R Squared Can Be Negative

May 29, 2017 00:00 · 162 words · 1 minute read Machine Learning

Let’s do a little linear regression in Python with scikit-learn:

import numpy as np
from sklearn.linear_model import LinearRegression
from sklearn.cross_validation import train_test_split

X, y = np.random.randn(100, 20), np.random.randn(100)
X_train, X_test, y_train, y_test = train_test_split(X, y)

model = LinearRegression()
model.fit(X_train, y_train)

It is a property of ordinary least squares regression that for the training data we fit on, the coefficient of determination R^2 and the square of the correlation coefficient r2 of the model’s predictions with the actual data are equal.

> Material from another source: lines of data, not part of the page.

// Criterion benchmarks for Donor Match

use chrono::{Duration, Utc};
use criterion::{black_box, criterion_group, criterion_main, BenchmarkId, Criterion};
use donor_match::core::{compatibility::is_compatible, Matcher};
use donor_match::models::{BloodType, DonorRecord, OrganType, SearchQuery};

const CITIES: &[&str] = &["San Francisco", "Oakland", "San Jose", "Berkeley", "Palo Alto"];

fn create_donor(id: usize) -> DonorRecord {
    let today = Utc::now();
    DonorRecord {
        id: id.to_string(),
        name: format!("Donor {}", id),
        age: 18 + (id % 50) as u8,
        blood_type: BloodType::ALL[id % BloodType::ALL.len()],
        organs: if id % 4 == 0 { vec![OrganType::Kidney] } else { vec![] },
        last_donation: if id % 3 == 0 { Some(today - Duration::days((id % 120) as i64)) } else { None },
        city: CITIES[id % CITIES.len()].to_string(),
        state: "CA".to_string(),
        available: id % 7 != 0,
        distance_km: Some((id % 400) as f64 * 0.1),
    }
}

fn bench_compatibility(c: &mut Criterion) {
    c.bench_function("is_compatible", |b| {
        b.iter(|| is_compatible(black_box(BloodType::ONegative), black_box(BloodType::AbNegative)));
    });
}

fn bench_matching(c: &mut Criterion) {
    let matcher = Matcher::default();
    let query = SearchQuery::in_location("san")
        .with_blood_type(BloodType::APositive)
        .within_km(25.0);
    let today = Utc::now();

    let mut group = c.benchmark_group("matching");

    for donor_count in [10, 100, 1000, 10000].iter() {
        let donors: Vec<DonorRecord> = (0..*donor_count).map(create_donor).collect();

        group.bench_with_input(
            BenchmarkId::new("find_matches", donor_count),
            donor_count,
            |b, _| {
                b.iter(|| matcher.find_matches(black_box(&donors), black_box(&query), today).len());
            },
        );
    }

    group.finish();
}

criterion_group!(benches, bench_compatibility, bench_matching);

criterion_main!(benches);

# coefficient of determination R^2
print model.score(X_train, y_train)
## 0.203942898079

# squared correlation coefficient r^2
print np.corrcoef(model.predict(X_train), y_train)[0, 1]**2
## 0.203942898079

This does not hold for new data, and if our model is sufficiently bad the coefficient of determination can be negative. The squared correlation coefficient is never negative but can be quite low.

# coefficient of determination R^2
print model.score(X_test,  y_test)
## -0.277742673311

# squared correlation coefficient r^2
print np.corrcoef(model.predict(X_test), y_test)[0, 1]**2
## 0.0266856746214

These declines in performance worsen with overfitting.